YOUTH INCLUSION PROGRAMMES

  5.  A total of 70 Youth Inclusion Programmes, funded by the Home Office and managed by the Youth Justice Board, are operational in deprived areas in England and Wales. Areas were invited to participate on the basis of their ranking in the Government's Index of Local Deprivation. Youth Inclusion Projects are expected to target their work on the 50 most at risk young people aged 13-16 in their neighbourhood. Local Youth Offending Teams, or their statutory or voluntary sector delivery agents, manage the individual projects. On 21 October 2002 the Home Office announced that £21 million had been allocated to continue Youth Inclusion Programmes for the next three years. Listed below are the areas in which the 70 projects operate:
  1.  Barking and Dagenham
  2.  Barrow in Furness
  3.  Birmingham Wyrley Birch
  4.  Birmingham Shard End
  5.  Birmingham Washwood
     Heath
  6.  Birmingham
     Kingstanding
  7.  Blackburn
  8.  Blackburn (Mill Hill)
  9.  Bolton
10.  Bournemouth
11.  Bradford Newlands
12.  Bradford New Deal
13.  Brent
14.  Brighton and Hove
15.  Bristol
16.  Calderdale
17.  Camden
18.  Cardiff
19.  Coventry
20.  Derby
21.  Doncaster
22.  Easington
23.  Gateshead
24.  Greenwich
25.  Hackney
26.  Hammersmith and Fulham
27.  Haringey
28.  Hull
29.  Islington
30.  Kensington and Chelsea
31.  Kirklees
32.  Knowsley
33.  Lambeth
34.  Leeds (South)
35.  Leeds (West)
36.  Liverpool
37.  Luton
38.  Manchester
39.  Merthyr Tydfil
40.  Middlesbrough
41.  Neath Port Talbot
42.  Newcastle upon Tyne
43.  Newham
44.  Nottingham
45.  Oldham
46.  Peterborough
47.  Plymouth
48.  Portsmouth
49.  Preston
50.  Redcar
51.  Rochdale
52.  Rotherham
53.  Salford
54.  Sandwell
55.  Sefton
56.  Sheffield
57.  Southampton
58.  Southwark
59.  South Tyneside
60.  Stockton-on-Tees
61.  Stoke-on-Trent
62.  St Helens
63.  Sunderland
64.  Tameside
65.  Walsall
66.  Wandsworth
67.  Wear Valley
68.  Wirral
69.  Wolverhampton
70.  Wrexham

THE NUMBER OF YOUNG PEOPLE IN CUSTODY

  6.  The attached charts indicate the changes in the number of young people held in the juvenile secure estate in recent years. Chart One indicates the total under-18 population held in the juvenile secure estate in each month between 1999 and 2002. Chart Two indicates the total juvenile estate custodial population excluding and including 18-year-olds each month since the end of 2000.

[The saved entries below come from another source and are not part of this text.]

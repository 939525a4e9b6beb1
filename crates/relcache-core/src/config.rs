//! Centralized configuration for relcache.
//!
//! Constant holders for tunables plus the serde-loadable store configuration
//! consumed by the CLI and by applications that keep their scope layout in a
//! JSON file.

use crate::error::{CacheError, Result};
use crate::relational::{SingleTableConfig, TableSpec};
use serde::{Deserialize, Serialize};
use std::path::Path;
use std::time::Duration;

/// SQLite connection settings.
pub struct SqliteConfig;

impl SqliteConfig {
    pub const BUSY_TIMEOUT: Duration = Duration::from_secs(30);
    pub const MEMORY_PATH: &'static str = ":memory:";
    pub const DEFAULT_COLUMN_TYPE: &'static str = "text";
}

/// Engine-wide settings shared by every dialect.
pub struct EngineConfig;

impl EngineConfig {
    /// Default unique column of a table spec that names none.
    pub const DEFAULT_UNIQUE_COLUMN: &'static str = "id";
    /// Default data column of a table spec that names none.
    pub const DEFAULT_DATA_COLUMN: &'static str = "data";
    pub const POSTGRES_DEFAULT_COLUMN_TYPE: &'static str = "text";
    pub const MYSQL_DEFAULT_COLUMN_TYPE: &'static str = "text";
    /// MySQL cannot index an unbounded text column.
    pub const MYSQL_DEFAULT_KEY_COLUMN_TYPE: &'static str = "varchar(255)";
}

/// URI schemes understood by the default backend registry.
pub struct SchemeConfig;

impl SchemeConfig {
    pub const SQLITE: &'static str = "sqlite";
    pub const MEMORY: &'static str = "memory";
    pub const POSTGRES: &'static str = "postgres";
    pub const POSTGRESQL: &'static str = "postgresql";
    pub const MYSQL: &'static str = "mysql";
}

/// Options applied when opening a relational store.
#[derive(Debug, Clone, Serialize, Deserialize)]
#[serde(default, rename_all = "snake_case")]
pub struct StoreOptions {
    /// Register every existing table as a scope at construction.
    pub discover_tables: bool,
    /// Create an `id`/`data` table for an unseen scope instead of failing.
    pub allow_new_scopes: bool,
    /// SQLite busy timeout in milliseconds.
    pub busy_timeout_ms: u64,
    /// Switch SQLite databases to WAL journaling.
    pub wal: bool,
}

impl Default for StoreOptions {
    fn default() -> Self {
        Self {
            discover_tables: true,
            allow_new_scopes: false,
            busy_timeout_ms: SqliteConfig::BUSY_TIMEOUT.as_millis() as u64,
            wal: true,
        }
    }
}

impl StoreOptions {
    pub fn busy_timeout(&self) -> Duration {
        Duration::from_millis(self.busy_timeout_ms)
    }
}

/// Single-table layout as stored in a config file.
#[derive(Debug, Clone, Serialize, Deserialize)]
pub struct SingleTableSpec {
    pub table: TableSpec,
    /// Number of leading unique columns that hold the scope.
    pub scope_columns: usize,
}

impl SingleTableSpec {
    pub fn into_config(self) -> Result<SingleTableConfig> {
        SingleTableConfig::new(self.table.into_config()?, self.scope_columns)
    }
}

/// Store configuration file.
///
/// ```json
/// {
///   "options": { "discover_tables": true },
///   "scopes": [
///     { "scope": "a", "unique_columns": ["id"], "data_columns": ["id", "name"] }
///   ]
/// }
/// ```
#[derive(Debug, Clone, Default, Serialize, Deserialize)]
#[serde(default)]
pub struct StoreConfigFile {
    pub options: StoreOptions,
    pub scopes: Vec<TableSpec>,
    pub single_table: Option<SingleTableSpec>,
}

impl StoreConfigFile {
    /// Load a configuration file.
    pub fn load(path: &Path) -> Result<Self> {
        let contents =
            std::fs::read_to_string(path).map_err(|e| CacheError::io_with_path(e, path))?;
        serde_json::from_str(&contents).map_err(|e| CacheError::Json {
            message: format!("Failed to parse {}: {}", path.display(), e),
            source: Some(e),
        })
    }
}

#[cfg(test)]
mod tests {
    use super::*;
    use tempfile::TempDir;

    #[test]
    fn test_default_options() {
        let options = StoreOptions::default();
        assert!(options.discover_tables);
        assert!(!options.allow_new_scopes);
        assert!(options.wal);
        assert_eq!(options.busy_timeout(), SqliteConfig::BUSY_TIMEOUT);
    }

    #[test]
    fn test_load_config_file() {
        let temp_dir = TempDir::new().unwrap();
        let path = temp_dir.path().join("store.json");
        std::fs::write(
            &path,
            r#"{
                "options": { "discover_tables": false },
                "scopes": [
                    { "scope": "a", "unique_columns": ["id"],
                      "data_columns": ["id", "name", "count"],
                      "column_types": { "count": "int" } }
                ]
            }"#,
        )
        .unwrap();

        let file = StoreConfigFile::load(&path).unwrap();
        assert!(!file.options.discover_tables);
        assert!(file.options.wal);
        assert_eq!(file.scopes.len(), 1);

        let config = file.scopes[0].clone().into_config().unwrap();
        assert_eq!(config.table(), "a");
        assert_eq!(config.column_type("count"), Some("int"));
        assert!(file.single_table.is_none());
    }

    #[test]
    fn test_load_missing_file() {
        let err = StoreConfigFile::load(Path::new("/nonexistent/store.json")).unwrap_err();
        assert!(matches!(err, CacheError::Io { .. }));
    }
}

  7.  There was an error in the Board's original memorandum to the Committee. In paragraph 2.19 of the paper it stated that at the end of September 2002 there were 3,111 under 18-year-olds held in the juvenile secure estate. As shown in the attached charts, the correct figure for the end of September 2002 is slightly at 3,133. (The 3,111 figure is the total number of under 18-year-olds held at the end of August this year.)